With deep concerns over fracking, a Va. county says no to more gas drilling

By Darryl Fears,February 05, 2012
(Page 2 of 2)

“Pablo made the right decision” to oppose drilling, said May, who leased more than 1,000 acres and gets $1,400 yearly from Carrizo. Later May learned that Carrizo could renew the lease after five years even if he no longer wanted it, and they could sell its rights to another company.

Waiting game

Sometimes betting on a town is good; sometimes not, said Richard Hunter, vice president of investor relations for Carrizo, a Houston-based company that exploits gas in four types of shale nationwide using controversial drilling techniques that go deep and horizontal.
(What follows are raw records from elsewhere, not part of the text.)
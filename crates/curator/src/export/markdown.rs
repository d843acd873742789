//! Daily Markdown digest.

use crate::categories::{category_name, Lang};

use super::*;

/// Renders the digest for one day.
///
/// Accepted papers are grouped by primary category, groups are sorted by category code,
/// and papers are numbered from 1 within each group in their stored order.
pub fn render_markdown(label: &str, accepted: &[ExportRecord], rejected: usize) -> String {
  let mut groups: BTreeMap<&str, Vec<&Paper>> = BTreeMap::new();
  for record in accepted {
    groups.entry(record.paper.primary_category()).or_default().push(&record.paper);
  }

  let mut out = format!(
    "# 论文全览：{label}\n\n共有{}篇相关领域论文, 另有{rejected}篇其他\n\n",
    accepted.len()
  );
  for (code, papers) in groups {
    out.push_str(&format!(
      "## {}({code}:{})\n\n",
      category_name(code, Lang::Zh),
      category_name(code, Lang::En)
    ));
    for (idx, paper) in papers.into_iter().enumerate() {
      out.push_str(&render_entry(idx + 1, paper));
    }
  }
  out
}

/// One numbered entry. Missing translations fall back to the original text.
fn render_entry(idx: usize, paper: &Paper) -> String {
  format!(
    "【{idx}】{title}\n- **标题**: {title_shown}\n- **链接**: {url}\n> **作者**: {authors}\n> \
     **摘要**: {abstract_shown}\n> **Abstract**: {abstract_text}\n\n",
    title = paper.title,
    title_shown = paper.title_translated.as_deref().unwrap_or(&paper.title),
    url = paper.url,
    authors = paper.authors_display(),
    abstract_shown = paper.abstract_translated.as_deref().unwrap_or(&paper.abstract_text),
    abstract_text = paper.abstract_text,
  )
}

#[cfg(test)]
mod tests {
  use super::*;
  use crate::filter::Verdict;

  fn record(id: &str, categories: &[&str], translated: Option<&str>) -> ExportRecord {
    ExportRecord {
      paper:   Paper {
        url:                  format!("https://arxiv.org/abs/{id}"),
        title:                format!("Title {id}"),
        authors:              vec!["Ada Lovelace".into(), "Alan Turing".into()],
        abstract_text:        format!("Abstract {id}"),
        comments:             None,
        categories:           categories.iter().map(|c| c.to_string()).collect(),
        first_submitted_date: NaiveDate::from_ymd_opt(2025, 1, 5).unwrap(),
        first_announced_date: NaiveDate::from_ymd_opt(2025, 1, 6),
        title_translated:     translated.map(str::to_owned),
        abstract_translated:  None,
        ai_content:           None,
      },
      verdict: Verdict::Accepted,
    }
  }

  #[test]
  fn test_groups_sorted_and_numbered() {
    let accepted = vec![
      record("2501.00003", &["cs.LG"], None),
      record("2501.00001", &["cs.CV", "cs.AI"], Some("视觉标题")),
      record("2501.00002", &["cs.LG", "cs.CV"], None),
    ];
    let md = render_markdown("2025-01-06", &accepted, 4);

    assert!(md.starts_with("# 论文全览：2025-01-06\n\n共有3篇相关领域论文, 另有4篇其他\n\n"));
    let cv = md.find("## 计算机视觉和模式识别(cs.CV:Computer Vision and Pattern Recognition)").unwrap();
    let lg = md.find("## 机器学习(cs.LG:Machine Learning)").unwrap();
    assert!(cv < lg);

    assert!(md.contains("【1】Title 2501.00001\n- **标题**: 视觉标题\n"));
    assert!(md.contains("【1】Title 2501.00003\n- **标题**: Title 2501.00003\n"));
    assert!(md.contains("【2】Title 2501.00002\n"));
    assert!(md.contains("> **作者**: Ada Lovelace, Alan Turing\n"));
    assert!(md.contains("> **摘要**: Abstract 2501.00002\n> **Abstract**: Abstract 2501.00002\n\n"));
  }

  #[test]
  fn test_empty_day() {
    assert_eq!(render_markdown("2025-01-06", &[], 0), "# 论文全览：2025-01-06\n\n共有0篇相关领域论文, 另有0篇其他\n\n");
  }
}
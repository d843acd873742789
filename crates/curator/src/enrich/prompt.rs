//! Prompt text and the output schema sent to the model.

use serde_json::{json, Value};

use super::*;

/// Name of the function the model is asked to call in structured mode.
pub const STRUCTURE_FUNCTION: &str = "Structure";

/// Builds the system prompt for `language`.
fn system(language: &str) -> String {
  format!(
    "You are a professional paper analyst. You read the title and abstract of a newly \
     announced paper and summarize it for researchers skimming the day's submissions. Be \
     concise and factual, never invent results the abstract does not state, and answer in \
     {language}."
  )
}

/// Builds the user prompt for one paper.
fn user(title: &str, abstract_text: &str, language: &str) -> String {
  format!(
    "Title: {title}\n\nAbstract: {abstract_text}\n\nFill in the fields tldr, motivation, \
     method, result and conclusion for this paper. Write every field in {language}."
  )
}

/// JSON schema of the five-field payload.
pub fn structure_schema() -> Value {
  let field = |description: &str| json!({ "type": "string", "description": description });
  json!({
    "type": "object",
    "properties": {
      "tldr": field("describe the main task of this paper"),
      "motivation": field("describe the motivation in this paper"),
      "method": field("method of this paper"),
      "result": field("result of this paper"),
      "conclusion": field("conclusion of this paper"),
    },
    "required": AiContent::FIELDS,
  })
}

/// Instructions appended to the system prompt when the provider cannot call functions.
fn format_instructions() -> String {
  format!(
    "The output should be formatted as a JSON instance that conforms to the JSON schema \
     below. Reply with the JSON object only.\n\nHere is the output schema:\n```\n{}\n```",
    structure_schema()
  )
}

/// The conversation sent for one record.
pub fn messages(record: &JsonlRecord, language: &str, format: ResponseFormat) -> Vec<Message> {
  let system = match format {
    ResponseFormat::Structured => system(language),
    ResponseFormat::Text => format!("{}\n\n{}", system(language), format_instructions()),
  };
  vec![Message::system(system), Message::user(user(&record.title, &record.summary, language))]
}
He called the time and money spent in pursuit of a permit “almost a fishing expedition.” Even if Carrizo had gotten the permit, it was unlikely to drill a well in the near future because a nationwide glut of exploration has depressed the price of gas, he said. Hunter said Carrizo will hold onto its leases and wait, perhaps to follow a bigger oil company with the resources to be more persuasive in the county.

At one meeting, the state lobbied on Carrizo’s behalf, telling Cuevas not to worry. Carrizo was trying to operate a vertical well similar to those that have operated in Virginia since the 1930s, said Rick Cooper, director of the Division of Gas and Oil in the Department of Mines, Mineral and Energy. A hydraulic fracturing operation with heavy chemicals was not in its plans.

But Cuevas wasn’t persuaded. If Carrizo struck gas, their methods could change, he said, “and I’ve already given them permission to drill. They don’t have to come back to me for any more permission.”

In the end, Cooper realized the process wouldn’t go forward. The bad news from fracking operations “has had an impact,” he said. “To what level I’m not sure.”

But Cooper was already at a major disadvantage. Cuevas and other county officials saw the state as Carrizo’s ally.

“Their role is to promote the drilling of gas,” Cuevas said of state officials. Cooper responded: “We promote the industry as long as drilling can be done in a safe, environmentally sound manner. The Division of Oil and Gas has nothing to hide.”

In meetings, Cuevas went on the offensive against Cooper’s department. Did you ask the Department of Environmental Quality to study the impact a well would have on the water, the fish, the wildlife? Did you ask the Virginia Department of Transportation to determine whether the roads will hold up under heavy truck traffic? Shouldn’t Carrizo’s liability be more than $25,000 if something goes wrong?

“I don’t think they did a very good job of working with some of the state agencies that regulate this kind of operation,” Cuevas said recently while driving his sport-utility vehicle beside a clear gurgling stream that runs through Bergton. “If this was going to be the first well in the Marcellus Shale in Virginia, I want you to go out of your way,” he said.

Carrizo abandoned its proposal in December. “We tested the waters, and they’re not warm,” Hunter said.